=== Section Start ===
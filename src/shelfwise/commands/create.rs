//! Creation of warehouses, categories, rooms, shelves and boxes.

use crate::commands::helpers::require_current_warehouse;
use crate::commands::{CmdMessage, CmdResult};
use crate::database::Database;
use crate::error::{Result, ShelfwiseError};
use crate::model::{Bin, Room, Shelf};
use crate::prompt::Prompt;
use crate::resolve::select;

pub fn warehouse(db: &mut Database, name: &str) -> Result<CmdResult> {
    if db.warehouses.exact_one(name).is_some() {
        return Err(ShelfwiseError::Api(format!(
            "The warehouse \"{}\" already exists",
            name
        )));
    }
    let id = db.warehouses.add_simple(&mut db.ids, name)?;
    Ok(CmdResult::default()
        .with_message(CmdMessage::success(format!(
            "Added warehouse \"{}\" with ID {}",
            name, id
        )))
        .changed())
}

pub fn category(db: &mut Database, name: &str) -> Result<CmdResult> {
    if db.categories.exact_one(name).is_some() {
        return Err(ShelfwiseError::Api(format!(
            "The category \"{}\" already exists",
            name
        )));
    }
    let id = db.categories.add_simple(&mut db.ids, name)?;
    Ok(CmdResult::default()
        .with_message(CmdMessage::success(format!(
            "Added category \"{}\" with ID {}",
            name, id
        )))
        .changed())
}

/// Adds a room to the active warehouse. Names only need to be unique per warehouse.
pub fn room(db: &mut Database, name: &str) -> Result<CmdResult> {
    let (warehouse_id, warehouse_name) = {
        let wh = require_current_warehouse(db)?;
        (wh.id, wh.name.clone())
    };
    let duplicate = db
        .rooms
        .live()
        .any(|r| r.name == name && r.data.warehouse_id == warehouse_id);
    if duplicate {
        return Err(ShelfwiseError::Api(format!(
            "The room \"{}\" already exists in warehouse \"{}\"",
            name, warehouse_name
        )));
    }

    let id = db.rooms.create(
        &mut db.ids,
        name,
        Room {
            warehouse_id,
            ..Room::default()
        },
    )?;
    Ok(CmdResult::default()
        .with_message(CmdMessage::success(format!(
            "Added room \"{}\" with ID {} to warehouse \"{}\"",
            name, id, warehouse_name
        )))
        .changed())
}

pub fn shelf<U: Prompt>(db: &mut Database, ui: &mut U, name: &str, room: &str) -> Result<CmdResult> {
    require_current_warehouse(db)?;
    let idx = select::<Room, U>(db, ui, room, "add")?;
    let (room_id, room_name) = (db.rooms[idx].id, db.rooms[idx].name.clone());

    let id = db.shelves.create(
        &mut db.ids,
        name,
        Shelf {
            room_id,
            ..Shelf::default()
        },
    )?;
    Ok(CmdResult::default()
        .with_message(CmdMessage::success(format!(
            "Added shelf \"{}\" with ID {} to room \"{}\"",
            name, id, room_name
        )))
        .changed())
}

pub fn bin<U: Prompt>(db: &mut Database, ui: &mut U, name: &str, shelf: &str) -> Result<CmdResult> {
    require_current_warehouse(db)?;
    let idx = select::<Shelf, U>(db, ui, shelf, "add")?;
    let (shelf_id, shelf_name) = (db.shelves[idx].id, db.shelves[idx].name.clone());

    let id = db.boxes.create(
        &mut db.ids,
        name,
        Bin {
            shelf_id,
            ..Bin::default()
        },
    )?;
    Ok(CmdResult::default()
        .with_message(CmdMessage::success(format!(
            "Added box \"{}\" with ID {} to shelf \"{}\"",
            name, id, shelf_name
        )))
        .changed())
}
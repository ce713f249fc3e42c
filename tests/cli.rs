use assert_cmd::Command;
use predicates::prelude::*;
use std::path::Path;

fn shelfwise(home: &Path) -> Command {
    let mut cmd = Command::cargo_bin("shelfwise").unwrap();
    cmd.env("SHELFWISE_HOME", home)
        .env("NO_COLOR", "1")
        .env_remove("RUST_LOG");
    cmd
}

fn run_ok(home: &Path, args: &[&str]) {
    shelfwise(home).args(args).assert().success();
}

#[test]
fn test_build_hierarchy_tag_and_delete() {
    let temp_dir = tempfile::tempdir().unwrap();
    let home = temp_dir.path();

    shelfwise(home)
        .args(["aw", "Home"])
        .assert()
        .success()
        .stdout(predicate::str::contains("Added warehouse \"Home\" with ID 1"));
    run_ok(home, &["switch", "Home"]);
    run_ok(home, &["add-room", "Kitchen"]);
    run_ok(home, &["add-shelf", "Pantry", "Kitchen"]);
    shelfwise(home)
        .args(["ab", "Crate", "Pantry"])
        .assert()
        .success()
        .stdout(predicate::str::contains("Added box \"Crate\" with ID 4 to shelf \"Pantry\""));

    shelfwise(home)
        .args(["list", "box"])
        .assert()
        .success()
        .stdout(predicate::str::contains("Crate"))
        .stdout(predicate::str::contains("Pantry"))
        .stdout(predicate::str::contains("Home*"));

    shelfwise(home)
        .args(["tag", "fragile", "4"])
        .assert()
        .success()
        .stdout(predicate::str::contains("Added tag \"fragile\" to Box \"Crate\""));
    shelfwise(home)
        .args(["at", "fragile", "4"])
        .assert()
        .success()
        .stdout(predicate::str::contains("already tagged"));

    shelfwise(home)
        .args(["show", "4"])
        .assert()
        .success()
        .stdout(predicate::str::contains("Crate"))
        .stdout(predicate::str::contains("fragile"));

    shelfwise(home)
        .args(["rm", "4", "--yes"])
        .assert()
        .success()
        .stdout(predicate::str::contains("Box \"Crate\" deleted"));

    shelfwise(home)
        .args(["show", "4"])
        .assert()
        .failure()
        .stderr(predicate::str::contains("No record with ID 4 found."));

    // deleted boxes keep counting towards their tags
    shelfwise(home)
        .args(["list", "tag"])
        .assert()
        .success()
        .stdout(predicate::str::contains("fragile"))
        .stdout(predicate::str::contains("1"));
}

#[test]
fn test_room_requires_active_warehouse() {
    let temp_dir = tempfile::tempdir().unwrap();
    let home = temp_dir.path();
    run_ok(home, &["add-warehouse", "Home"]);

    shelfwise(home)
        .args(["ar", "Kitchen"])
        .assert()
        .failure()
        .stderr(predicate::str::contains("Switch to a valid warehouse first"));
}

#[test]
fn test_unknown_names_fail() {
    let temp_dir = tempfile::tempdir().unwrap();
    let home = temp_dir.path();
    run_ok(home, &["aw", "Home"]);
    run_ok(home, &["sww", "Home"]);

    shelfwise(home)
        .args(["as", "Top", "Cellar"])
        .assert()
        .failure()
        .stderr(predicate::str::contains("No room with name/ID \"Cellar\" found."));

    shelfwise(home)
        .args(["sww", "home"])
        .assert()
        .failure();
}

#[test]
fn test_delete_without_yes_reads_confirmation() {
    let temp_dir = tempfile::tempdir().unwrap();
    let home = temp_dir.path();
    run_ok(home, &["ac", "Tools"]);

    shelfwise(home)
        .args(["delete", "Tools", "--kind", "category"])
        .write_stdin("n\n")
        .assert()
        .success()
        .stdout(predicate::str::contains("Nothing deleted"));

    shelfwise(home)
        .args(["delete", "Tools", "-k", "c"])
        .write_stdin("y\n")
        .assert()
        .success()
        .stdout(predicate::str::contains("Category \"Tools\" deleted"));
}

#[test]
fn test_edit_with_untouched_buffer_changes_nothing() {
    let temp_dir = tempfile::tempdir().unwrap();
    let home = temp_dir.path();
    run_ok(home, &["ac", "Tools"]);

    shelfwise(home)
        .env("EDITOR", "true")
        .args(["edit", "1"])
        .assert()
        .success()
        .stdout(predicate::str::contains("Category \"Tools\" not changed"));
}

#[test]
fn test_path_points_into_home() {
    let temp_dir = tempfile::tempdir().unwrap();
    let home = temp_dir.path();
    let expected = home.join("inventory.json");

    shelfwise(home)
        .arg("path")
        .assert()
        .success()
        .stdout(predicate::str::contains(expected.display().to_string()));
}

#[test]
fn test_config_changes_data_file() {
    let temp_dir = tempfile::tempdir().unwrap();
    let home = temp_dir.path();

    shelfwise(home)
        .args(["config", "data-file", "garage.json"])
        .assert()
        .success()
        .stdout(predicate::str::contains("data-file set to garage.json"));
    shelfwise(home)
        .args(["config", "data-file"])
        .assert()
        .success()
        .stdout(predicate::str::contains("garage.json"));

    run_ok(home, &["aw", "Garage"]);
    assert!(home.join("garage.json").exists());
    assert!(!home.join("inventory.json").exists());
}

#[test]
fn test_config_rejects_unknown_key_and_blank_tag() {
    let temp_dir = tempfile::tempdir().unwrap();
    let home = temp_dir.path();

    shelfwise(home)
        .args(["config", "colour", "red"])
        .assert()
        .failure()
        .stderr(predicate::str::contains("Unknown config key: colour"));
    assert!(!home.join("config.json").exists());

    run_ok(home, &["ac", "Tools"]);
    for _ in 0..2 {
        shelfwise(home)
            .args(["tag", "", "1"])
            .assert()
            .failure()
            .stderr(predicate::str::contains("Tag names cannot be empty"));
    }
    shelfwise(home)
        .args(["list", "tag"])
        .assert()
        .success()
        .stdout(predicate::str::contains("Unnamed").not());
}

#[test]
fn test_corrupt_data_file_is_fatal() {
    let temp_dir = tempfile::tempdir().unwrap();
    let home = temp_dir.path();
    std::fs::write(home.join("inventory.json"), "{ not json").unwrap();

    shelfwise(home)
        .args(["list", "item"])
        .assert()
        .failure()
        .stderr(predicate::str::contains("is corrupted"));
    assert_eq!(
        std::fs::read_to_string(home.join("inventory.json")).unwrap(),
        "{ not json"
    );
}

#[test]
fn test_find_lists_matching_items() {
    let temp_dir = tempfile::tempdir().unwrap();
    let home = temp_dir.path();
    let doc = r#"{
      "currentWarehouseid": 0,
      "items": [
        {"id": 7, "name": "Hammer", "description": "claw", "created": 0, "updated": 0,
         "deleted": false, "tags": null, "data": {"location": "", "amount": 1, "boxId": 0}},
        {"id": 8, "name": "Saw", "description": "", "created": 0, "updated": 0,
         "deleted": false, "tags": [], "data": {"location": "wall", "amount": 1}}
      ]
    }"#;
    std::fs::write(home.join("inventory.json"), doc).unwrap();

    shelfwise(home)
        .args(["find", "CLAW"])
        .assert()
        .success()
        .stdout(predicate::str::contains("Hammer"))
        .stdout(predicate::str::contains("Saw").not());

    // the ID counter continues after the highest stored ID
    shelfwise(home)
        .args(["aw", "Home"])
        .assert()
        .success()
        .stdout(predicate::str::contains("with ID 9"));
}

#[test]
fn test_version_flag() {
    Command::cargo_bin("shelfwise")
        .unwrap()
        .arg("--version")
        .assert()
        .success()
        .stdout(predicate::str::contains(env!("CARGO_PKG_VERSION")));
}
use crate::database::Database;
use crate::dispatch::{with_payload, Location};
use crate::error::{Result, ShelfwiseError};
use crate::model::{Kind, Record, Warehouse};
use crate::prompt::Prompt;
use crate::resolve::select;

/// Parses a bare record ID as typed by the user.
pub fn parse_id(token: &str) -> Result<u32> {
    token
        .trim()
        .parse()
        .map_err(|_| ShelfwiseError::Api(format!("\"{}\" is not a valid ID", token)))
}

/// Finds the record a command operates on.
///
/// With a kind the token goes through the name/ID resolver of that table.
/// Without one it must be a bare ID and is dispatched across tables.
pub fn resolve_target<U: Prompt>(
    db: &Database,
    ui: &mut U,
    token: &str,
    kind: Option<Kind>,
    action: &str,
) -> Result<Location> {
    match kind {
        Some(kind) => {
            let index = with_payload!(kind, P => select::<P, U>(db, ui, token, action))?;
            Ok(Location { kind, index })
        }
        None => {
            let id = parse_id(token)?;
            db.locate(id).ok_or(ShelfwiseError::UnknownId(id))
        }
    }
}

/// The active warehouse, or an error telling the user to switch first.
pub fn require_current_warehouse(db: &Database) -> Result<&Record<Warehouse>> {
    db.current_warehouse()
        .ok_or_else(|| ShelfwiseError::Api("Switch to a valid warehouse first".to_string()))
}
=== Section End ===
§ **WORK REQUEST**
Your answer should be all lines from the data that contain "fragile".

§ **WRITTEN SOLUTION**
        .args(["tag", "fragile", "4"])
        .stdout(predicate::str::contains("Added tag \"fragile\" to Box \"Crate\""));
        .args(["at", "fragile", "4"])
        .stdout(predicate::str::contains("fragile"));
        .stdout(predicate::str::contains("fragile"))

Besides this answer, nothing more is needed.